In a recent article on Federal Computer Week, Mark suggests five ways to think about government 2.0:

  • government as a process: this refers to processes that employees spend their time on
  • government as a provider: this refers to the services it provides to its constituents
  • government as a partner: this – which a bit more obscure to me – refers to “novel relationships that organizations and people forge with government through the use of emerging technologies
  • government as a product: this is pretty much like O’Reilly’s “Government as a platfrom” and refers to data that can power third party applicatiosn to create value
  • government as a protector and peacekeeper: as Mark puts it, this “rounds out the Top 5. The government negotiates treaties, sends troops into harm’s way, and provides law enforcement, courts and other structures to keep most people safe most of the time.”

This categorization has also been used in the Government 2.0 Expo to give awards to innovative web 2.0 initiatives in government.

While this is attractive as it recognizes the multiplicity of roles that government plays, I believe it is still slightly confusing, as it mixes mission (being a protector or a provider), implementation (being a process or a product) and role (partner).

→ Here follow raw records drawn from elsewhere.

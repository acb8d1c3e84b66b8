//! Unified error types for the generator.

use std::fmt;

// ---------------------------------------------------------------------------
// RenderError
// ---------------------------------------------------------------------------

/// Errors arising from figlet text rendering.
#[derive(Debug)]
pub enum RenderError {
    /// The requested font name did not resolve to a usable font.
    UnknownFont(String),
    /// A font file was found but could not be parsed.
    Font(String),
    /// The font loaded but could not render the given text.
    Unrenderable(String),
}

impl fmt::Display for RenderError {
    fn fmt(&self, f: &mut fmt::Formatter<'_>) -> fmt::Result {
        match self {
            Self::UnknownFont(name) => write!(f, "unknown font `{name}`"),
            Self::Font(msg) => write!(f, "font failed to load: {msg}"),
            Self::Unrenderable(text) => write!(f, "text could not be rendered: `{text}`"),
        }
    }
}

impl std::error::Error for RenderError {}

// ---------------------------------------------------------------------------
// ClipboardError
// ---------------------------------------------------------------------------

/// Errors from the system clipboard collaborator.
#[derive(Debug)]
pub enum ClipboardError {
    /// No clipboard mechanism is available on this host.
    Unavailable(String),
    /// The clipboard exists but the write failed.
    Write(String),
}

impl fmt::Display for ClipboardError {
    fn fmt(&self, f: &mut fmt::Formatter<'_>) -> fmt::Result {
        match self {
            Self::Unavailable(msg) => write!(f, "clipboard unavailable: {msg}"),
            Self::Write(msg) => write!(f, "clipboard write failed: {msg}"),
        }
    }
}

impl std::error::Error for ClipboardError {}

// ---------------------------------------------------------------------------
// SessionError — top-level
// ---------------------------------------------------------------------------

/// Top-level error type for the interactive session.
///
/// Clipboard failures never appear here: they are reported at the copy
/// action and the session keeps running.
#[derive(Debug)]
pub enum SessionError {
    /// Rendering failed even with the default fallback font.
    Render(RenderError),
    /// Terminal input/output failed (closed stdin, broken pipe).
    Io(std::io::Error),
}

impl fmt::Display for SessionError {
    fn fmt(&self, f: &mut fmt::Formatter<'_>) -> fmt::Result {
        match self {
            Self::Render(e) => write!(f, "render: {e}"),
            Self::Io(e) => write!(f, "io: {e}"),
        }
    }
}

impl std::error::Error for SessionError {}

impl From<RenderError> for SessionError {
    fn from(e: RenderError) -> Self {
        Self::Render(e)
    }
}

impl From<std::io::Error> for SessionError {
    fn from(e: std::io::Error) -> Self {
        Self::Io(e)
    }
}

#[cfg(test)]
mod tests {
    use super::*;

    #[test]
    fn render_error_display() {
        assert_eq!(
            RenderError::UnknownFont("gothic".into()).to_string(),
            "unknown font `gothic`"
        );
        assert_eq!(
            RenderError::Font("bad header".into()).to_string(),
            "font failed to load: bad header"
        );
        assert_eq!(
            RenderError::Unrenderable("\u{7}".into()).to_string(),
            "text could not be rendered: `\u{7}`"
        );
    }

    #[test]
    fn clipboard_error_display() {
        assert_eq!(
            ClipboardError::Unavailable("no display".into()).to_string(),
            "clipboard unavailable: no display"
        );
        assert!(ClipboardError::Write("denied".into())
            .to_string()
            .contains("denied"));
    }

    #[test]
    fn session_error_from_render_error() {
        let e = SessionError::from(RenderError::UnknownFont("mini".into()));
        assert!(e.to_string().starts_with("render:"), "got: {e}");
    }

    #[test]
    fn session_error_from_io_error() {
        let io_err = std::io::Error::new(std::io::ErrorKind::UnexpectedEof, "stdin closed");
        let e = SessionError::from(io_err);
        assert!(e.to_string().starts_with("io:"), "got: {e}");
        assert!(e.to_string().contains("stdin closed"));
    }
}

So, while I support Mark’s attempt to relate the purpose, use and critical success factor of government 2.0 deployments to different aspects of government, I would suggest we go back to what Henry Mintzberg  defined in his seminal paper “Managing Government, Governing Management”, published on the Harvard Business Review in 1996 (yes, thirteen years ago and still very much relevant). A very smart Gartner client in DC handed me a reprint of that article, which he said he always found very helpful to understand how innovation can work in government (and this fully applies to web 2.0 and the likes).

Minzberg looks at four different relationships between government and its constituents:

  • customers: these concern the most transactional services, such as filing for taxes or being given a license to start a business;
  • clients: we are client of education, health care or human services, i.e. where government delivers something like a professional service;
  • citizens: as Mintzberg says, we “have rights that go far beyond those of customers and even clients”. As citizens, we havewthe right to vote and express our opinion about how well government performs
  • subjects: we have obligations as much as we have rights, and we are subject to the government authorities in areas like justice, taxation, etc.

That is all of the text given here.